The problem:
Every line containing the string "text" is to be copied from the records.

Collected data

********************

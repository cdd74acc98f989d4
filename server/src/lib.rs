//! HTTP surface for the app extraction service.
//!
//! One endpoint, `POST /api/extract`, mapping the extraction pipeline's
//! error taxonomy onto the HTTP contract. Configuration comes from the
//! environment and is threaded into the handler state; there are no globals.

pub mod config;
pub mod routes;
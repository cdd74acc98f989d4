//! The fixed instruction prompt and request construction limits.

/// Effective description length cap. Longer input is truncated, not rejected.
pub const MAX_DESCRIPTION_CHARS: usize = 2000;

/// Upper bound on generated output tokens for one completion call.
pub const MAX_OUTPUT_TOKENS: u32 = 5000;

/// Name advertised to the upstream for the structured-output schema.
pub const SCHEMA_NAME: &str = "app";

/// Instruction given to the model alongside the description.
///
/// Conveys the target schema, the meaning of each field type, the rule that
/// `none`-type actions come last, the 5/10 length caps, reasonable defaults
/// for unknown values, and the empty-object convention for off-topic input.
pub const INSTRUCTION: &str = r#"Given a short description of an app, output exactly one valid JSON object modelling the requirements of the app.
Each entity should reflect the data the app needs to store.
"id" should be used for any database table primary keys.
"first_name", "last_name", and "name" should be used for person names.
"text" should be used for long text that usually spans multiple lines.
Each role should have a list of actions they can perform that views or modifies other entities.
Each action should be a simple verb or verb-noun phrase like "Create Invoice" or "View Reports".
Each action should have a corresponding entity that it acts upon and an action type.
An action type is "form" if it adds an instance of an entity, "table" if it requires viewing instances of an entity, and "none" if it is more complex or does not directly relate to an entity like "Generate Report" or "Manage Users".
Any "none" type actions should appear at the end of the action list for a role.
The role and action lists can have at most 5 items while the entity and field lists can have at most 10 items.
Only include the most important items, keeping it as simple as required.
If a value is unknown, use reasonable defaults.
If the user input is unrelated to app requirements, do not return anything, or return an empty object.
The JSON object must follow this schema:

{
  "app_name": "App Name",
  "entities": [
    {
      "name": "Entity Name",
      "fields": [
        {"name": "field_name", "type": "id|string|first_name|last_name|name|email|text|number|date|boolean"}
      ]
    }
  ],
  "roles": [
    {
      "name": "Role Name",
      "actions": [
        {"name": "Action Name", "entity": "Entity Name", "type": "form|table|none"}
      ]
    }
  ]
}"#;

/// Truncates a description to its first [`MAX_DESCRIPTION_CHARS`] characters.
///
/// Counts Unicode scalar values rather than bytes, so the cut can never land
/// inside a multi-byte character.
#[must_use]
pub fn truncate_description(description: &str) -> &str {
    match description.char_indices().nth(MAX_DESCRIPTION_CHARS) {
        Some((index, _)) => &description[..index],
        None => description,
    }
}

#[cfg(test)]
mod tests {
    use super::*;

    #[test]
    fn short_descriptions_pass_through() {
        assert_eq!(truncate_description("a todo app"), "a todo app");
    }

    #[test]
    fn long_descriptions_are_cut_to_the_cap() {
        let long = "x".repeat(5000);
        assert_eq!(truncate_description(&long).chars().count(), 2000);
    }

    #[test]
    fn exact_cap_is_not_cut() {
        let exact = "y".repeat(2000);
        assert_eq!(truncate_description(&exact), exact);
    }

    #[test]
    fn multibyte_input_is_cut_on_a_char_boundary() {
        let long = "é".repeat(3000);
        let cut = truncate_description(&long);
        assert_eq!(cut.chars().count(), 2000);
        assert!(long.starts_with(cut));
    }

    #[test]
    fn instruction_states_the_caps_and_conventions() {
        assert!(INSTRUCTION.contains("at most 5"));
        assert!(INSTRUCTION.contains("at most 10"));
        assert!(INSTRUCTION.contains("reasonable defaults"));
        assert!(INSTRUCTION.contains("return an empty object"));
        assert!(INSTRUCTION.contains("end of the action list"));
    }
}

********************

Task solution:
"text" should be used for long text that usually spans multiple lines.
        {"name": "field_name", "type": "id|string|first_name|last_name|name|email|text|number|date|boolean"}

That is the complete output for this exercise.